ソロー『森の生活』

森の生活〈上〉ウォールデン (岩波文庫)

森の生活〈上〉ウォールデン (岩波文庫)

ヘンリー・D・ソロー『森の生活(上)』(岩波文庫)より引用。

私自身の折りにふれての経験によると、たとえ気の毒な人間嫌いや、ひどい憂鬱症にかかった者でも、このうえなく親切でやさしい、けがれのない、心の励みになる交際相手は、自然界の事物のなかに発見できるものである。「自然」のまっただなかで暮らし、自分の五感をしっかりと失わないでいる人間は、ひどく暗い憂鬱症にとりつかれることなどあり得ない。かつては、健康でけがれのない耳には、どんな嵐も風神アイオロスの音楽のように聞こえたものだった。単純な、勇気のある人間は、なにがあろうとむやみに低俗な悲哀に打ちのめされたりはしない。四季を友として生きるかぎり、私はなにがあろうと人生を重荷と感じることはないだろう。わがマメ畑をうるおし、私を家に閉じこめている今日のおだやかな雨は、決してわびしくも憂鬱でもないばかりか、私にとってもためになるものだ。雨は畑の草取りをさまたげているが、草取り以上の価値をもっている。万一雨が降りつづいて、土のなかの種が腐り、低地のジャガイモがだめになったとしても、高地の草にはいいわけだし、草にとっていいことなら、私にだっていいだろう。(236-237頁)

私は、さびしいと思ったことも、孤独感にさいなまれたこともまったくなかった。ただ一度だけ――森に住みはじめてから二、三週間たったころだった――おちついた健康な生活を営むには、やはり身近なところに人間がいなくてはならないのではないか、という疑いの念に、一時間ばかりとりつかれたことがある。ひとりでいるのが、なにか不愉快だった。しかし同時に、私は自分がいくらか狂気じみた気分になっていることを意識しており、まもなく回復することもわかっていたようだ。そんな気分に囚われているあいだ、雨がしとしとと降りつづいていたが、突然私は「自然」が――雨だれの音や、家のまわりのすべての音や光景が――とてもやさしい、情け深い交際仲間であることに気づき、たちまち筆舌につくしがたい無限の懐かしさがこみあげてきて、大気のように私を包み、人間が近くにいればなにかと好都合ではないかといった先ほどの考えはすっかり無意味となってしまい、それ以来、二度と私をわずらわせることはなかったのである。(237頁)
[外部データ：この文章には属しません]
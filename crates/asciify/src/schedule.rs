use std::time::{Duration, Instant};

/// Quiescence window used by interactive re-rendering.
pub const DEFAULT_QUIESCENCE: Duration = Duration::from_millis(80);

#[derive(Debug)]
struct Pending<T> {
    work: T,
    deadline: Instant,
}

/// Coalesces bursts of submissions into one run.
///
/// Only the latest submission survives; each submission re-arms the
/// window. Callers supply the current time so the policy stays pure.
#[derive(Debug)]
pub struct Debouncer<T> {
    window: Duration,
    pending: Option<Pending<T>>,
}

impl<T> Default for Debouncer<T> {
    fn default() -> Self {
        Self::new(DEFAULT_QUIESCENCE)
    }
}

impl<T> Debouncer<T> {
    pub fn new(window: Duration) -> Self {
        Self { window, pending: None }
    }

    pub fn window(&self) -> Duration {
        self.window
    }

    /// Schedule `work`, returning the submission it superseded, if any.
    pub fn submit(&mut self, work: T, now: Instant) -> Option<T> {
        let deadline = now + self.window;
        self.pending.replace(Pending { work, deadline }).map(|pending| pending.work)
    }

    /// Release the pending work once its window has elapsed.
    pub fn poll(&mut self, now: Instant) -> Option<T> {
        match &self.pending {
            Some(pending) if now >= pending.deadline => self.pending.take().map(|p| p.work),
            _ => None,
        }
    }

    pub fn cancel(&mut self) -> Option<T> {
        self.pending.take().map(|pending| pending.work)
    }

    pub fn deadline(&self) -> Option<Instant> {
        self.pending.as_ref().map(|pending| pending.deadline)
    }

    /// Time left before `poll` can succeed; zero once due.
    pub fn remaining(&self, now: Instant) -> Option<Duration> {
        self.deadline().map(|deadline| deadline.saturating_duration_since(now))
    }

    pub fn is_pending(&self) -> bool {
        self.pending.is_some()
    }
}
私は、大部分の時間をひとりですごすのが健康的だと思っている。相手がいくら立派でも、ひととつきあえばすぐに退屈するし、疲れてしまうものだ。私はひとりでいるのが好きだ。孤独ほどつきあいやすい友達には出会ったためしがない。われわれは自分の部屋にひき籠っているときよりも、そとでひとに立ちまじっているときのほうが、たいていはずっと孤独である。考えごとをしたり仕事をしたりするとき、ひとはどこにいようといつでもひとりである。孤独は、ある人間とその同胞とをへだてる距離などによっては測れない。ハーヴァード大学のにぎやかな寮の一室にいるほんとうに勤勉な学生は、砂漠の修道者とおなじように孤独である。農夫は一日じゅうひとりで畑や森にいて、耕したり木を伐ったりしているが、少しもさびしがったりはしない。仕事に熱中しているからだ。ところが夜、家に帰ってくると、ひとりで部屋に座ってもの思いにふけることができず、「みんなに会える」ところへ出かけていって気晴らしをし、昼間の孤独の埋め合わせになりそうだと思うことをせずにはいられないのである。だから彼には、どうして学生がひと晩じゅう、おまけに昼間の大部分をひとりで家のなかに座ったまま、退屈もせず「気が滅入り」もせずにすごせるのか、不思議でならないのだ。学生は家のなかにいても、じつは農夫とおなじようにやはり自分の畑で働き、自分の森で木を伐っているのだということ、彼もまた農夫とおなじような気晴らしやつきあいを(もっと凝縮したかたちではあるが)求めているのだということが、農夫にはどうしても理解できないのである。(244-255頁)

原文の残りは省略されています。